Los angeles Times
March 2, 2005
A Monument to Denial
By Adam Hochschild, Adam Hochschild is the author of "King Leopold's Ghost"
(Mariner Books, 1999) and "Bury the Chains: Prophets and Rebels in the Fight
to Free an Empire's Slaves" (Houghton Mifflin, 2005).
No country likes to come to terms with embarrassing parts of its past.
Japanese schoolbooks still whitewash the atrocities of World War II, and the
Turkish government continues to deny the Armenian genocide. Until about
1970, the millions of visitors to Colonial Williamsburg saw no indication
that roughly half the inhabitants of the original town were slaves.
Until recently, one of the world's more blatant denials of history had been
taking place at the Royal Museum of Central Africa, an immense, chateau-like
building on the outskirts of Brussels. It was founded a century ago by
Belgium's King Leopold II, who, from 1885 to 1908, literally owned the Congo
as the world's only privately controlled colony. Right through the 1990s,
the museum's magnificent collection of African art, tools, masks and weapons
- among the largest and best anywhere, much of it gathered during the 23
years of Leopold's rule - reflected nothing of what had happened in the
territory during that period. It was as if a great museum of Jewish art and
culture in Berlin revealed nothing about the Holocaust.

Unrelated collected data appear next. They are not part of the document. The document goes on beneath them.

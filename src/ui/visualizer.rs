//! Full-window terminal surface for the waveform.
//!
//! Owns the terminal for the lifetime of a listening session: paints each frame's
//! strokes across the whole window, overlays the session status on the bottom
//! row while it is visible, and polls the keyboard between frames.

use crossterm::{
    event::{self, Event, KeyCode, KeyEventKind, KeyModifiers},
    execute,
    terminal::{disable_raw_mode, enable_raw_mode, EnterAlternateScreen, LeaveAlternateScreen},
};
use ratatui::{prelude::*, widgets::Paragraph};
use std::io::{stdout, Stdout};
use std::time::Duration;

use super::canvas::{geometry_for, render_strokes, Stroke};
use crate::visualizer::{CanvasGeometry, SessionStatus};

/// User input while the visualizer runs.
#[derive(Debug, Clone, Copy, PartialEq, Eq)]
pub enum VisualizerCommand {
    /// Keep drawing
    Continue,
    /// Leave the visualizer (q, Escape or Ctrl+C)
    Quit,
}

/// Terminal UI drawing the waveform.
pub struct VisualizerTui {
    terminal: Terminal<CrosstermBackend<Stdout>>,
    active: bool,
}

impl VisualizerTui {
    /// Enters raw mode and the alternate screen.
    ///
    /// # Errors
    /// - If raw mode cannot be enabled
    /// - If the alternate screen cannot be entered
    pub fn new() -> anyhow::Result<Self> {
        enable_raw_mode()?;
        let mut stdout = stdout();
        execute!(stdout, EnterAlternateScreen)?;

        let terminal = Terminal::new(CrosstermBackend::new(stdout))?;
        Ok(Self {
            terminal,
            active: true,
        })
    }

    /// Canvas size for the current terminal size. Re-read every frame.
    pub fn canvas_geometry(&self) -> anyhow::Result<CanvasGeometry> {
        let size = self.terminal.size()?;
        Ok(geometry_for(Rect::new(0, 0, size.width, size.height)))
    }

    /// Draws one frame.
    ///
    /// # Errors
    /// - If terminal rendering fails
    pub fn draw(&mut self, strokes: &[Stroke], status: Option<&SessionStatus>) -> anyhow::Result<()> {
        self.terminal.draw(|frame| draw_frame(frame, strokes, status))?;
        Ok(())
    }

    /// Waits up to `timeout` for a key and maps it to a command.
    ///
    /// The wait doubles as the frame pacing.
    ///
    /// # Errors
    /// - If event polling fails
    pub fn handle_input(&mut self, timeout: Duration) -> anyhow::Result<VisualizerCommand> {
        if !event::poll(timeout)? {
            return Ok(VisualizerCommand::Continue);
        }

        if let Event::Key(key) = event::read()? {
            if key.kind != KeyEventKind::Press {
                return Ok(VisualizerCommand::Continue);
            }
            return Ok(match key.code {
                KeyCode::Char('q') | KeyCode::Esc => {
                    tracing::debug!("Escape or 'q' pressed: leaving visualizer");
                    VisualizerCommand::Quit
                }
                KeyCode::Char('c') if key.modifiers.contains(KeyModifiers::CONTROL) => {
                    tracing::debug!("Ctrl+C pressed: leaving visualizer");
                    VisualizerCommand::Quit
                }
                _ => VisualizerCommand::Continue,
            });
        }

        Ok(VisualizerCommand::Continue)
    }

    /// Restores the terminal. Safe to call more than once.
    ///
    /// # Errors
    /// - If raw mode cannot be disabled
    /// - If the alternate screen cannot be left
    pub fn cleanup(&mut self) -> anyhow::Result<()> {
        if !self.active {
            return Ok(());
        }
        self.active = false;
        disable_raw_mode()?;
        execute!(self.terminal.backend_mut(), LeaveAlternateScreen)?;
        self.terminal.show_cursor()?;
        Ok(())
    }
}

impl Drop for VisualizerTui {
    fn drop(&mut self) {
        let _ = self.cleanup();
    }
}

/// Lays out one frame: waveform across the whole area, status on the last row.
pub fn draw_frame(frame: &mut Frame, strokes: &[Stroke], status: Option<&SessionStatus>) {
    let area = frame.area();
    render_strokes(frame, area, strokes);

    if let Some(status) = status {
        let style = if status.is_error() {
            Style::default().fg(Color::Rgb(255, 85, 85))
        } else {
            Style::default().fg(Color::Rgb(185, 207, 212))
        };

        let footer_area = Rect {
            x: area.x,
            y: area.y + area.height.saturating_sub(1),
            width: area.width,
            height: area.height.min(1),
        };

        let footer = Paragraph::new(status.message())
            .alignment(Alignment::Center)
            .style(style.bg(Color::Rgb(0, 0, 0)));
        frame.render_widget(footer, footer_area);
    }
}
//! Application orchestration and command routing.
//!
//! Handles command-line argument parsing and delegates to appropriate command handlers.

use clap::{CommandFactory, Parser, Subcommand};
use clap_complete::{generate, Shell};
use std::io;

use crate::commands::{self, ListenOptions};
use crate::logging;
use crate::setup;

/// A terminal microphone visualizer drawing one loudness-reactive waveform line
#[derive(Parser)]
#[command(name = "micwave")]
#[command(version)]
#[command(about = "A terminal microphone visualizer drawing one loudness-reactive waveform line")]
#[command(
    long_about = "A terminal microphone visualizer drawing one loudness-reactive waveform line.\n\nDEFAULT COMMAND:\n    If no command is specified, 'listen' is used by default.\n    Listen options (-d, -s) can be used without explicitly saying 'listen'.\n\nEXAMPLES:\n    # Visualize the default microphone\n    $ micwave\n\n    # Use input device #2 from 'micwave list-devices'\n    $ micwave -d 2\n\n    # React more strongly to quiet input\n    $ micwave listen --sensitivity 4"
)]
#[command(
    after_help = "CONFIGURATION:\n    Config file:        ~/.config/micwave/micwave.toml\n    Logs:               ~/.local/state/micwave/micwave.log.*"
)]
struct Cli {
    /// Input device: "default", an ID from list-devices, or a device name (listen default command)
    #[arg(short, long, value_name = "DEVICE", global = true)]
    device: Option<String>,

    /// Multiplier applied to the mean magnitude before smoothing (listen default command)
    #[arg(short, long, value_name = "FACTOR", global = true)]
    sensitivity: Option<f32>,

    #[command(subcommand)]
    command: Option<Commands>,
}

#[derive(Subcommand)]
enum Commands {
    /// Visualize the microphone in real time (default)
    ///
    /// Press q, Escape or Ctrl+C to quit.
    #[command(visible_alias = "l")]
    Listen,

    /// Open configuration file in your preferred editor
    ///
    /// Uses $EDITOR environment variable or falls back to nano/vi.
    #[command(visible_alias = "c")]
    Config,

    /// List available audio input devices
    ///
    /// Shows device IDs, names, and configurations to help configure
    /// the correct input device in micwave.toml.
    #[command(name = "list-devices")]
    ListDevices,

    /// Show recent log entries from the application
    ///
    /// Display the last 50 lines of the most recent log file.
    Logs,

    /// Generate shell completion script
    ///
    /// Examples:
    ///   micwave completions bash > micwave.bash
    ///   micwave completions zsh > _micwave
    Completions {
        /// The shell to generate completions for
        #[arg(value_enum)]
        shell: Shell,
    },
}

/// Runs the main application based on command-line arguments.
///
/// # Errors
/// - If logging initialization fails
/// - If first-run setup fails
/// - If command execution fails
pub async fn run() -> anyhow::Result<()> {
    let cli = Cli::parse();

    // Commands that need neither logging nor a config file
    match &cli.command {
        Some(Commands::Completions { shell }) => {
            generate(*shell, &mut Cli::command(), "micwave", &mut io::stdout());
            return Ok(());
        }
        Some(Commands::ListDevices) => return commands::handle_list_devices(),
        Some(Commands::Logs) => return commands::handle_logs(),
        _ => {}
    }

    logging::init_logging()?;
    setup::ensure_config()?;

    match cli.command {
        None | Some(Commands::Listen) => {
            commands::handle_listen(ListenOptions {
                device: cli.device,
                sensitivity: cli.sensitivity,
            })
            .await?;
        }
        Some(Commands::Config) => commands::handle_config()?,
        Some(Commands::Completions { .. }) | Some(Commands::ListDevices) | Some(Commands::Logs) => {
            unreachable!("These commands are handled earlier")
        }
    }

    Ok(())
}

#[cfg(test)]
mod tests {
    use super::*;

    #[test]
    fn test_cli_definition_is_valid() {
        Cli::command().debug_assert();
    }

    #[test]
    fn test_default_command_accepts_listen_options() {
        let cli = Cli::try_parse_from(["micwave", "-d", "2", "-s", "3.5"]).unwrap();
        assert!(cli.command.is_none());
        assert_eq!(cli.device.as_deref(), Some("2"));
        assert_eq!(cli.sensitivity, Some(3.5));
    }

    #[test]
    fn test_listen_alias() {
        let cli = Cli::try_parse_from(["micwave", "l", "--device", "USB Mic"]).unwrap();
        assert!(matches!(cli.command, Some(Commands::Listen)));
        assert_eq!(cli.device.as_deref(), Some("USB Mic"));
    }
}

The holocaust visited upon the Congo under Leopold was not an attempt at
deliberate extermination, like the one the Nazis carried out on Europe's
Jews, but its overall toll was probably higher. Soon after the king got his
hands on the colony, there was a worldwide rubber boom, and Leopold turned
much of the Congo's adult male population into forced labor for gathering
wild rubber. His private army marched into village after village and held
the women hostage to force the men to go into the rain forest, often for
weeks out of each month, to tap rubber vines. This went on for nearly two
decades.
Though Leopold made a fortune estimated at well over $1 billion in today's
dollars, the results were catastrophic for Congolese. Laborers were often
worked to death, and many female hostages starved. With few people to hunt,
fish or cultivate crops, food grew scarce. Hundreds of thousands of people
fled the forced-labor regime, but deep in the forest they found little to
eat and no shelter, and travelers came upon their bones for years afterward.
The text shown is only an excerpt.